(Stored data)
//! Campaign files: the JSON document the CLI reads and writes.

use std::path::Path;

use serde::{Deserialize, Serialize};

use lw_core::{Actor, ActorId, Catalogs, Item, MemoryStore, RecordStore};
use lw_loot::{LootConfig, TableLibrary};
use lw_trade::TradeConfig;

/// Engine settings stored alongside the campaign data.
#[derive(Debug, Clone, Default, Serialize, Deserialize)]
#[serde(default)]
pub struct CampaignConfig {
    pub loot: LootConfig,
    pub trade: TradeConfig,
}

/// Everything a campaign file holds.
///
/// Top-level `items` are folded into the world catalog on load.
#[derive(Debug, Clone, Default, Serialize, Deserialize)]
#[serde(default)]
pub struct Campaign {
    pub config: CampaignConfig,
    pub tables: TableLibrary,
    pub catalogs: Catalogs,
    #[serde(skip_serializing_if = "Vec::is_empty")]
    pub items: Vec<Item>,
    pub actors: Vec<Actor>,
}

impl Campaign {
    pub fn load(path: &Path) -> Result<Self, String> {
        let text = std::fs::read_to_string(path)
            .map_err(|e| format!("cannot read {}: {e}", path.display()))?;
        let mut campaign: Campaign = serde_json::from_str(&text)
            .map_err(|e| format!("invalid campaign file {}: {e}", path.display()))?;
        for item in std::mem::take(&mut campaign.items) {
            campaign.catalogs.world.insert(item);
        }
        tracing::debug!(
            "loaded {} with {} actor(s) and {} table(s)",
            path.display(),
            campaign.actors.len(),
            campaign.tables.all().count()
        );
        Ok(campaign)
    }

    pub fn save(&self, path: &Path) -> Result<(), String> {
        let json = serde_json::to_string_pretty(self)
            .map_err(|e| format!("JSON serialization error: {e}"))?;
        std::fs::write(path, json).map_err(|e| format!("cannot write to {}: {e}", path.display()))
    }

    /// A record store over a copy of the actors.
    pub fn store(&self) -> Result<MemoryStore, String> {
        MemoryStore::with_actors(self.actors.iter().cloned()).map_err(|e| e.to_string())
    }

    /// Replace the actors with the store's current records.
    pub fn absorb(&mut self, store: &MemoryStore) {
        self.actors = store.all_actors().cloned().collect();
    }
}

/// Find an actor by name (case-insensitive).
pub fn actor_id(store: &MemoryStore, name: &str) -> Result<ActorId, String> {
    store
        .actor_by_name(name)
        .map(|a| a.id)
        .ok_or_else(|| format!("actor not found: \"{name}\""))
}

#[cfg(test)]
mod tests {
    use super::*;

    #[test]
    fn items_fold_into_world_catalog() {
        let dir = tempfile::TempDir::new().unwrap();
        let path = dir.path().join("campaign.json");
        std::fs::write(
            &path,
            r#"{
                "items": [{"name": "Torch", "kind": "loot", "price": 0.01}],
                "actors": [{"name": "Goblin"}]
            }"#,
        )
        .unwrap();

        let campaign = Campaign::load(&path).unwrap();
        assert!(campaign.items.is_empty());
        assert!(campaign.catalogs.world.find_by_name("torch").is_some());

        let store = campaign.store().unwrap();
        assert!(actor_id(&store, "goblin").is_ok());
        assert!(actor_id(&store, "orc").is_err());
    }

    #[test]
    fn missing_file_reports_path() {
        let err = Campaign::load(Path::new("/nonexistent/campaign.json")).unwrap_err();
        assert!(err.contains("cannot read"));
    }
}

◆ **What the exercise asks**:
Wherever the string "text" appears in the entries, copy that line.

◆ **Expected output**:
        let text = std::fs::read_to_string(path)
        let mut campaign: Campaign = serde_json::from_str(&text)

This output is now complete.